// crates/nfr-forge-core/src/core/testcase.rs
// ============================================================================
// Module: NFR Forge Test Cases
// Description: Declarative test cases, traffic shapes, faults, and criteria.
// Purpose: Define the records scenario generators emit for downstream
//   harnesses.
// Dependencies: crate::core::identifiers, serde
// ============================================================================

//! ## Overview
//! A test case is a declarative record: a traffic shape to drive, an optional
//! fault to inject, and the pass criteria a candidate architecture must meet.
//! The engine never executes any of this; it only specifies the suite for a
//! downstream load-test harness or grading system.

// ============================================================================
// SECTION: Imports
// ============================================================================

use serde::Deserialize;
use serde::Serialize;

use crate::core::identifiers::RequirementTag;

// ============================================================================
// SECTION: Test Case
// ============================================================================

/// Declarative test case consumed by downstream harnesses.
///
/// # Invariants
/// - Names are unique within one enhanced challenge.
/// - Pass criteria express ceilings and floors, never measurements.
#[derive(Debug, Clone, PartialEq, Serialize, Deserialize)]
pub struct TestCase {
    /// Human-readable test name, also the remediation hint key.
    pub name: String,
    /// Scenario family the test belongs to.
    pub category: TestCategory,
    /// Requirement tag linking the test to a derived NFR statement.
    pub requirement: RequirementTag,
    /// Human-readable description of the scenario.
    pub description: String,
    /// Traffic shape driven during the test window.
    pub traffic: TrafficShape,
    /// Optional declarative fault injected during the window.
    #[serde(default, skip_serializing_if = "Option::is_none")]
    pub fault: Option<FaultInjection>,
    /// Thresholds the candidate architecture must satisfy.
    pub pass_criteria: PassCriteria,
}

/// Scenario family of a test case.
#[derive(Debug, Clone, Copy, PartialEq, Eq, Serialize, Deserialize)]
#[serde(rename_all = "snake_case")]
pub enum TestCategory {
    /// Percentile-ladder latency checks at baseline traffic.
    Latency,
    /// Traffic-multiplier load checks.
    Scalability,
    /// Fault-injection checks (degrade, don't die).
    Reliability,
    /// Data-loss and recovery checks.
    Durability,
    /// Traffic-skew checks (power law, hot partitions).
    Distribution,
    /// Author-written functional checks carried on the input challenge.
    Functional,
}

// ============================================================================
// SECTION: Traffic Shape
// ============================================================================

/// Traffic shape driven during a test window.
#[derive(Debug, Clone, Copy, PartialEq, Serialize, Deserialize)]
pub struct TrafficShape {
    /// Requests per second sustained for the window.
    pub rps: f64,
    /// Fraction of requests that are reads, in `0.0..=1.0`.
    pub read_ratio: f64,
    /// Window length in seconds.
    pub duration_secs: u64,
}

// ============================================================================
// SECTION: Fault Injection
// ============================================================================

/// Declarative fault descriptor for a downstream harness.
#[derive(Debug, Clone, Copy, PartialEq, Serialize, Deserialize)]
pub struct FaultInjection {
    /// Fault family to inject.
    pub kind: FaultKind,
    /// Offset into the test window when the fault triggers, in seconds.
    pub at_secs: u64,
    /// Offset when the faulted component recovers, when applicable.
    #[serde(default, skip_serializing_if = "Option::is_none")]
    pub recovery_secs: Option<u64>,
    /// Added latency magnitude in milliseconds, for gray failures.
    #[serde(default, skip_serializing_if = "Option::is_none")]
    pub magnitude_ms: Option<f64>,
}

/// Fault families the engine can specify.
#[derive(Debug, Clone, Copy, PartialEq, Eq, Serialize, Deserialize)]
#[serde(rename_all = "snake_case")]
pub enum FaultKind {
    /// Full cache flush, modeling a cascading cold-cache stampede.
    CacheFlush,
    /// Fixed added latency on one dependency, modeling a gray failure.
    DependencyLatency,
    /// Database crash followed by recovery.
    DatabaseCrash,
}

// ============================================================================
// SECTION: Pass Criteria
// ============================================================================

/// Thresholds a candidate architecture must satisfy to pass a test.
///
/// All fields are optional; absent fields are not checked by the harness.
#[derive(Debug, Clone, Copy, PartialEq, Default, Serialize, Deserialize)]
pub struct PassCriteria {
    /// Median latency ceiling in milliseconds.
    #[serde(default, skip_serializing_if = "Option::is_none")]
    pub max_p50_ms: Option<f64>,
    /// P90 latency ceiling in milliseconds.
    #[serde(default, skip_serializing_if = "Option::is_none")]
    pub max_p90_ms: Option<f64>,
    /// P95 latency ceiling in milliseconds.
    #[serde(default, skip_serializing_if = "Option::is_none")]
    pub max_p95_ms: Option<f64>,
    /// P99 latency ceiling in milliseconds.
    #[serde(default, skip_serializing_if = "Option::is_none")]
    pub max_p99_ms: Option<f64>,
    /// P99.9 latency ceiling in milliseconds.
    #[serde(default, skip_serializing_if = "Option::is_none")]
    pub max_p999_ms: Option<f64>,
    /// Maximum tolerated error rate, in `0.0..=1.0`.
    #[serde(default, skip_serializing_if = "Option::is_none")]
    pub max_error_rate: Option<f64>,
    /// Minimum required availability, in `0.0..=1.0`.
    #[serde(default, skip_serializing_if = "Option::is_none")]
    pub min_availability: Option<f64>,
    /// Maximum tolerated downtime in seconds (RTO).
    #[serde(default, skip_serializing_if = "Option::is_none")]
    pub max_downtime_secs: Option<u64>,
    /// Maximum tolerated data-loss window in seconds (RPO).
    #[serde(default, skip_serializing_if = "Option::is_none")]
    pub max_data_loss_secs: Option<u64>,
}
// crates/nfr-forge-core/tests/common/mod.rs
// ============================================================================
// Module: Core Test Helpers
// Description: Shared builders for synthesis test fixtures.
// Purpose: Keep challenge construction in one place across test files.
// ============================================================================

//! Shared fixtures for nfr-forge-core integration tests.

#![allow(dead_code, reason = "Test helpers are selectively used across suites.")]

use nfr_forge_core::ChallengeId;
use nfr_forge_core::ChallengeSpec;
use nfr_forge_core::RequirementFields;

/// Builds a challenge with the given text fields and nothing else.
#[must_use]
pub fn challenge(title: &str, description: &str, traffic: &str, latency: &str) -> ChallengeSpec {
    ChallengeSpec {
        id: ChallengeId::new("test-challenge"),
        title: title.to_string(),
        description: description.to_string(),
        requirements: Vec::new(),
        requirement_fields: RequirementFields {
            traffic: traffic.to_string(),
            latency: latency.to_string(),
            availability: String::new(),
            budget: String::new(),
        },
        test_cases: Vec::new(),
        hints: Vec::new(),
        enhancement: None,
    }
}

/// Builds the social-feed challenge from the worked example.
#[must_use]
pub fn social_feed() -> ChallengeSpec {
    challenge("Social Feed", "social timeline app", "1000 RPS", "p99 < 200")
}
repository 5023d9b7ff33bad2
// crates/nfr-forge-core/src/synth/durability.rs
// ============================================================================
// Module: NFR Forge Durability Generator
// Description: Database-crash recovery scenario with archetype criticality.
// Purpose: Emit the durability test case with RPO/RTO pass criteria.
// Dependencies: crate::core, crate::synth
// ============================================================================

//! ## Overview
//! Durability policy is classified from the archetype: commerce and messaging
//! systems promise users their writes stick (RPO zero, fast recovery), while
//! a stale feed entry or search result is survivable (bounded loss window,
//! relaxed availability bar). The scenario crashes the database mid-window
//! and expects recovery by a fixed offset.

// ============================================================================
// SECTION: Imports
// ============================================================================

use crate::core::BaselineMetrics;
use crate::core::FaultInjection;
use crate::core::FaultKind;
use crate::core::PassCriteria;
use crate::core::RequirementTag;
use crate::core::TestCase;
use crate::core::TestCategory;
use crate::core::TrafficShape;
use crate::synth::TEST_DURATION_SECS;

// ============================================================================
// SECTION: Constants
// ============================================================================

/// Offset when the database crashes, in seconds.
const CRASH_AT_SECS: u64 = 60;
/// Offset when the database recovers, in seconds.
const RECOVERY_AT_SECS: u64 = 120;
/// Tolerated loss window for lenient archetypes, in seconds.
const LENIENT_LOSS_WINDOW_SECS: u64 = 300;

/// Name of the durability test case.
pub const DURABILITY_NAME: &str = "database crash recovery";

// ============================================================================
// SECTION: Durability Synthesis
// ============================================================================

/// Derives the durability test case from the baseline.
///
/// Loss-critical archetypes (commerce, messaging) demand zero data loss and
/// recovery within the crash-to-recovery window; the rest tolerate a bounded
/// loss window with a relaxed availability bar.
#[must_use]
pub fn synthesize_durability(baseline: &BaselineMetrics) -> TestCase {
    let critical = baseline.archetype.is_loss_critical();
    let pass_criteria = if critical {
        PassCriteria {
            min_availability: Some(0.999),
            max_error_rate: Some(0.001),
            max_downtime_secs: Some(RECOVERY_AT_SECS - CRASH_AT_SECS),
            max_data_loss_secs: Some(0),
            ..PassCriteria::default()
        }
    } else {
        PassCriteria {
            min_availability: Some(0.99),
            max_error_rate: Some(0.01),
            max_downtime_secs: Some(LENIENT_LOSS_WINDOW_SECS),
            max_data_loss_secs: Some(LENIENT_LOSS_WINDOW_SECS),
            ..PassCriteria::default()
        }
    };
    let policy = if critical {
        "zero data loss"
    } else {
        "a bounded loss window"
    };

    TestCase {
        name: DURABILITY_NAME.to_string(),
        category: TestCategory::Durability,
        requirement: RequirementTag::new("NFR-DUR-1"),
        description: format!(
            "Database crashes at {CRASH_AT_SECS}s and recovers at {RECOVERY_AT_SECS}s; a {} system \
             must come back with {policy}.",
            baseline.archetype
        ),
        traffic: TrafficShape {
            rps: baseline.base_rps,
            read_ratio: baseline.read_ratio,
            duration_secs: TEST_DURATION_SECS,
        },
        fault: Some(FaultInjection {
            kind: FaultKind::DatabaseCrash,
            at_secs: CRASH_AT_SECS,
            recovery_secs: Some(RECOVERY_AT_SECS),
            magnitude_ms: None,
        }),
        pass_criteria,
    }
}
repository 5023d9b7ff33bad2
// crates/nfr-forge-core/src/synth/latency.rs
// ============================================================================
// Module: NFR Forge Latency Profile Synthesizer
// Description: Percentile-ladder derivation from a single P99 target.
// Purpose: Emit steady-state and tail-amplification latency test cases.
// Dependencies: crate::core, crate::synth
// ============================================================================

//! ## Overview
//! Authors state one latency number: the P99 target. The synthesizer derives
//! the full percentile ladder from it by fixed ratios. The ratios guarantee
//! p50 <= p90 <= p95 <= p99 <= p99.9 for every positive target; anyone tuning
//! them must preserve that monotonicity.

// ============================================================================
// SECTION: Imports
// ============================================================================

use crate::core::BaselineMetrics;
use crate::core::PassCriteria;
use crate::core::RequirementTag;
use crate::core::TestCase;
use crate::core::TestCategory;
use crate::core::TrafficShape;
use crate::synth::TEST_DURATION_SECS;

// ============================================================================
// SECTION: Constants
// ============================================================================

/// P50 is one third of the P99 target.
const P50_DIVISOR: f64 = 3.0;
/// P90 factor relative to P99.
const P90_FACTOR: f64 = 0.7;
/// P95 factor relative to P99.
const P95_FACTOR: f64 = 0.85;
/// P99.9 factor relative to P99.
const P999_FACTOR: f64 = 2.0;
/// Looser P99 headroom for the tail-amplification check.
const TAIL_HEADROOM: f64 = 1.5;

/// Name of the full-ladder steady-state test case.
pub const STEADY_STATE_NAME: &str = "steady-state latency profile";
/// Name of the tail-amplification test case.
pub const TAIL_AMPLIFICATION_NAME: &str = "tail amplification";

// ============================================================================
// SECTION: Latency Synthesis
// ============================================================================

/// Derives the latency test cases from the baseline.
///
/// Emits the full-percentile steady-state case and a looser secondary check
/// on tail blow-up.
#[must_use]
pub fn synthesize_latency(baseline: &BaselineMetrics) -> Vec<TestCase> {
    let p99 = baseline.target_p99_ms;
    let traffic = TrafficShape {
        rps: baseline.base_rps,
        read_ratio: baseline.read_ratio,
        duration_secs: TEST_DURATION_SECS,
    };

    let profile = TestCase {
        name: STEADY_STATE_NAME.to_string(),
        category: TestCategory::Latency,
        requirement: RequirementTag::new("NFR-LAT-1"),
        description: format!(
            "Hold the full percentile ladder at the steady-state {} RPS for the whole window.",
            baseline.base_rps
        ),
        traffic,
        fault: None,
        pass_criteria: PassCriteria {
            max_p50_ms: Some(p99 / P50_DIVISOR),
            max_p90_ms: Some(p99 * P90_FACTOR),
            max_p95_ms: Some(p99 * P95_FACTOR),
            max_p99_ms: Some(p99),
            max_p999_ms: Some(p99 * P999_FACTOR),
            ..PassCriteria::default()
        },
    };

    let tail = TestCase {
        name: TAIL_AMPLIFICATION_NAME.to_string(),
        category: TestCategory::Latency,
        requirement: RequirementTag::new("NFR-LAT-2"),
        description: format!(
            "Secondary guard on tail blow-up: P99 stays within {TAIL_HEADROOM}x of the {p99} ms target.",
        ),
        traffic,
        fault: None,
        pass_criteria: PassCriteria {
            max_p99_ms: Some(p99 * TAIL_HEADROOM),
            ..PassCriteria::default()
        },
    };

    vec![profile, tail]
}
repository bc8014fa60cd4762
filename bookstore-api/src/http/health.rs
//! Health check endpoints
//!
//! Provides simple health check for monitoring probes.

use axum::{response::IntoResponse, routing::get, Router};

use crate::http::AppState;

/// Health check router
pub fn create_health_router() -> Router<AppState> {
    Router::new().route("/health", get(health_check))
}

/// Basic health check (always returns OK if server is running)
pub async fn health_check() -> impl IntoResponse {
    "OK"
}
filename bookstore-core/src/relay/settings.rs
use serde::{Deserialize, Serialize};
use serde_json::{Map, Value};
use std::fmt;

use crate::error::{Error, Result};

/// Settings key selecting the bulk channel transport
pub const USE_EVENT_HUB: &str = "useEventHub";

/// Which transport the bulk channel uses
#[derive(Debug, Clone, Copy, Default, PartialEq, Eq, Serialize, Deserialize)]
#[serde(rename_all = "snake_case")]
pub enum TransportMode {
    /// Bulk channel is a no-op; delivery happens through fan-out only
    #[default]
    Direct,
    /// Every message is appended to the event stream
    EventStream,
}

impl TransportMode {
    #[must_use]
    pub const fn from_flag(use_event_hub: bool) -> Self {
        if use_event_hub {
            Self::EventStream
        } else {
            Self::Direct
        }
    }
}

impl fmt::Display for TransportMode {
    fn fmt(&self, f: &mut fmt::Formatter<'_>) -> fmt::Result {
        match self {
            Self::Direct => write!(f, "direct"),
            Self::EventStream => write!(f, "event_stream"),
        }
    }
}

/// A settings update for the relay
///
/// Recognized keys get typed fields; everything else is kept in
/// `unrecognized` and ignored.
#[derive(Debug, Clone, Default, PartialEq, Serialize, Deserialize)]
pub struct RelaySettings {
    #[serde(rename = "useEventHub", default, skip_serializing_if = "Option::is_none")]
    pub use_event_hub: Option<bool>,

    #[serde(flatten)]
    pub unrecognized: Map<String, Value>,
}

impl RelaySettings {
    #[must_use]
    pub fn with_event_hub(use_event_hub: bool) -> Self {
        Self {
            use_event_hub: Some(use_event_hub),
            unrecognized: Map::new(),
        }
    }

    /// Build settings from an untyped JSON body
    ///
    /// The body must be an object. A recognized key holding the wrong type
    /// (including `null`) is an `InvalidSettings` error.
    pub fn from_value(value: Value) -> Result<Self> {
        let Value::Object(mut map) = value else {
            return Err(Error::InvalidSettings(
                "settings must be a JSON object".to_string(),
            ));
        };

        let use_event_hub = match map.remove(USE_EVENT_HUB) {
            None => None,
            Some(Value::Bool(flag)) => Some(flag),
            Some(other) => {
                return Err(Error::InvalidSettings(format!(
                    "{USE_EVENT_HUB} must be a boolean, got {other}"
                )))
            }
        };

        Ok(Self {
            use_event_hub,
            unrecognized: map,
        })
    }

    /// Names of keys that will be ignored
    pub fn ignored_keys(&self) -> impl Iterator<Item = &str> {
        self.unrecognized.keys().map(String::as_str)
    }
}
//! Server lifecycle management
//!
//! Runs the admin HTTP server and shuts it down gracefully on SIGINT/SIGTERM.

use std::sync::Arc;
use std::time::Duration;
use tokio::sync::watch;
use tracing::{error, info, warn};

use bookstore_core::{AdminControlSurface, Config};

pub struct ControllerServer {
    config: Config,
    control: Arc<AdminControlSurface>,
}

impl ControllerServer {
    pub const fn new(config: Config, control: Arc<AdminControlSurface>) -> Self {
        Self { config, control }
    }

    /// Start the HTTP server and wait for a shutdown signal
    pub async fn start(self) -> anyhow::Result<()> {
        let http_address = self.config.http_address();
        let http_addr: std::net::SocketAddr = http_address
            .parse()
            .map_err(|e| anyhow::anyhow!("Invalid HTTP address '{http_address}': {e}"))?;

        let listener = tokio::net::TcpListener::bind(http_addr)
            .await
            .map_err(|e| anyhow::anyhow!("Failed to bind HTTP address {http_addr}: {e}"))?;
        info!("HTTP server listening on {}", http_addr);

        let router = bookstore_api::create_router(self.control.clone());
        let (shutdown_tx, mut shutdown_rx) = watch::channel(false);

        let mut http_handle = tokio::spawn(async move {
            let graceful = async move {
                let _ = shutdown_rx.changed().await;
            };

            if let Err(e) = axum::serve(listener, router)
                .with_graceful_shutdown(graceful)
                .await
            {
                error!("HTTP server error: {}", e);
            }

            info!("HTTP server shut down gracefully");
        });

        tokio::select! {
            _ = &mut http_handle => {
                error!("HTTP server stopped unexpectedly");
                return Err(anyhow::anyhow!("HTTP server stopped unexpectedly"));
            }
            () = shutdown_signal() => {
                info!("Shutdown signal received, starting graceful shutdown...");
            }
        }

        let _ = shutdown_tx.send(true);

        // In-flight fan-outs run to completion, bounded by the drain timeout
        let drain_timeout = Duration::from_secs(self.config.server.shutdown_timeout_seconds);
        if tokio::time::timeout(drain_timeout, http_handle).await.is_err() {
            warn!(
                "Drain timeout of {}s reached with requests still in flight, exiting",
                drain_timeout.as_secs()
            );
        }

        info!(
            registered_services = self.control.registry().len(),
            "Bookstore controller shut down complete"
        );
        Ok(())
    }
}

/// Wait for a shutdown signal (SIGTERM or SIGINT/Ctrl+C)
async fn shutdown_signal() {
    let ctrl_c = async {
        match tokio::signal::ctrl_c().await {
            Ok(()) => {
                info!("Received Ctrl+C signal");
            }
            Err(e) => {
                error!("Failed to install Ctrl+C handler: {}", e);
                std::future::pending::<()>().await;
            }
        }
    };

    #[cfg(unix)]
    let terminate = async {
        match tokio::signal::unix::signal(tokio::signal::unix::SignalKind::terminate()) {
            Ok(mut signal) => {
                signal.recv().await;
                info!("Received SIGTERM signal");
            }
            Err(e) => {
                error!("Failed to install SIGTERM handler: {}", e);
                std::future::pending::<()>().await;
            }
        }
    };

    #[cfg(not(unix))]
    let terminate = std::future::pending::<()>();

    tokio::select! {
        () = ctrl_c => {}
        () = terminate => {}
    }
}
──────────────────────────────
■ **TASK INSTRUCTIONS**: For the word "unexpectedly", count the lines of the data that contain it and state only that count.

■ **RESULT OF THE TASK**: 2